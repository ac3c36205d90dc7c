//! Semantic roles of layout placeholders.

use std::fmt;

/// The semantic category of a placeholder.
///
/// Template authors tag placeholders by giving them a name that starts with
/// one of the role prefixes (`"Main Text 2"`, `"Pic 1"`, ...).
#[derive(Debug, Clone, Copy, PartialEq, Eq, Hash, PartialOrd, Ord)]
pub enum Role {
    Title,
    Subtitle,
    Date,
    SlideNum,
    Main,
    Margin,
    Footer,
    Picture,
    Table,
}

impl Role {
    /// Every role, in declaration order.
    pub const ALL: [Role; 9] = [
        Role::Title,
        Role::Subtitle,
        Role::Date,
        Role::SlideNum,
        Role::Main,
        Role::Margin,
        Role::Footer,
        Role::Picture,
        Role::Table,
    ];

    /// Name prefix identifying placeholders of this role.
    pub fn name_prefix(self) -> &'static str {
        match self {
            Role::Title => "Title",
            Role::Subtitle => "Subtitle",
            Role::Date => "Date",
            Role::SlideNum => "SlideNum",
            Role::Main => "Main",
            Role::Margin => "Margin",
            Role::Footer => "Footer",
            Role::Picture => "Pic",
            Role::Table => "Table",
        }
    }

    /// Classify a placeholder by its name. Matching is case-sensitive.
    pub fn classify(placeholder_name: &str) -> Option<Role> {
        Role::ALL
            .into_iter()
            .find(|role| placeholder_name.starts_with(role.name_prefix()))
    }
}

impl fmt::Display for Role {
    fn fmt(&self, f: &mut fmt::Formatter<'_>) -> fmt::Result {
        let name = match self {
            Role::Title => "title",
            Role::Subtitle => "subtitle",
            Role::Date => "date",
            Role::SlideNum => "slide number",
            Role::Main => "main text",
            Role::Margin => "margin text",
            Role::Footer => "footer",
            Role::Picture => "picture",
            Role::Table => "table",
        };
        f.write_str(name)
    }
}

#[cfg(test)]
mod tests {
    use super::*;

    #[test]
    fn test_classify_prefixes() {
        assert_eq!(Role::classify("Title 1"), Some(Role::Title));
        assert_eq!(Role::classify("Subtitle 2"), Some(Role::Subtitle));
        assert_eq!(Role::classify("Main Text"), Some(Role::Main));
        assert_eq!(Role::classify("Margin Notes"), Some(Role::Margin));
        assert_eq!(Role::classify("Picture Placeholder 3"), Some(Role::Picture));
        assert_eq!(Role::classify("Pic"), Some(Role::Picture));
        assert_eq!(Role::classify("SlideNum 4"), Some(Role::SlideNum));
        assert_eq!(Role::classify("Footer"), Some(Role::Footer));
        assert_eq!(Role::classify("Table 9"), Some(Role::Table));
        assert_eq!(Role::classify("Date Placeholder"), Some(Role::Date));
    }

    #[test]
    fn test_classify_unknown_and_case() {
        assert_eq!(Role::classify("Content Placeholder 2"), None);
        assert_eq!(Role::classify("title 1"), None);
        assert_eq!(Role::classify(""), None);
    }
}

==================================================

• [Exercise brief]: Line by line, retype the entire listing exactly.

• [Written answer]:
repository ac3c36205d90dc7c
//! Semantic roles of layout placeholders.

use std::fmt;

/// The semantic category of a placeholder.
///
/// Template authors tag placeholders by giving them a name that starts with
/// one of the role prefixes (`"Main Text 2"`, `"Pic 1"`, ...).
#[derive(Debug, Clone, Copy, PartialEq, Eq, Hash, PartialOrd, Ord)]
pub enum Role {
    Title,
    Subtitle,
    Date,
    SlideNum,
    Main,
    Margin,
    Footer,
    Picture,
    Table,
}

impl Role {
    /// Every role, in declaration order.
    pub const ALL: [Role; 9] = [
        Role::Title,
        Role::Subtitle,
        Role::Date,
        Role::SlideNum,
        Role::Main,
        Role::Margin,
        Role::Footer,
        Role::Picture,
        Role::Table,
    ];

    /// Name prefix identifying placeholders of this role.
    pub fn name_prefix(self) -> &'static str {
        match self {
            Role::Title => "Title",
            Role::Subtitle => "Subtitle",
            Role::Date => "Date",
            Role::SlideNum => "SlideNum",
            Role::Main => "Main",
            Role::Margin => "Margin",
            Role::Footer => "Footer",
            Role::Picture => "Pic",
            Role::Table => "Table",
        }
    }

    /// Classify a placeholder by its name. Matching is case-sensitive.
    pub fn classify(placeholder_name: &str) -> Option<Role> {
        Role::ALL
            .into_iter()
            .find(|role| placeholder_name.starts_with(role.name_prefix()))
    }
}

impl fmt::Display for Role {
    fn fmt(&self, f: &mut fmt::Formatter<'_>) -> fmt::Result {
        let name = match self {
            Role::Title => "title",
            Role::Subtitle => "subtitle",
            Role::Date => "date",
            Role::SlideNum => "slide number",
            Role::Main => "main text",
            Role::Margin => "margin text",
            Role::Footer => "footer",
            Role::Picture => "picture",
            Role::Table => "table",
        };
        f.write_str(name)
    }
}

#[cfg(test)]
mod tests {
    use super::*;

    #[test]
    fn test_classify_prefixes() {
        assert_eq!(Role::classify("Title 1"), Some(Role::Title));
        assert_eq!(Role::classify("Subtitle 2"), Some(Role::Subtitle));
        assert_eq!(Role::classify("Main Text"), Some(Role::Main));
        assert_eq!(Role::classify("Margin Notes"), Some(Role::Margin));
        assert_eq!(Role::classify("Picture Placeholder 3"), Some(Role::Picture));
        assert_eq!(Role::classify("Pic"), Some(Role::Picture));
        assert_eq!(Role::classify("SlideNum 4"), Some(Role::SlideNum));
        assert_eq!(Role::classify("Footer"), Some(Role::Footer));
        assert_eq!(Role::classify("Table 9"), Some(Role::Table));
        assert_eq!(Role::classify("Date Placeholder"), Some(Role::Date));
    }

    #[test]
    fn test_classify_unknown_and_case() {
        assert_eq!(Role::classify("Content Placeholder 2"), None);
        assert_eq!(Role::classify("title 1"), None);
        assert_eq!(Role::classify(""), None);
    }
}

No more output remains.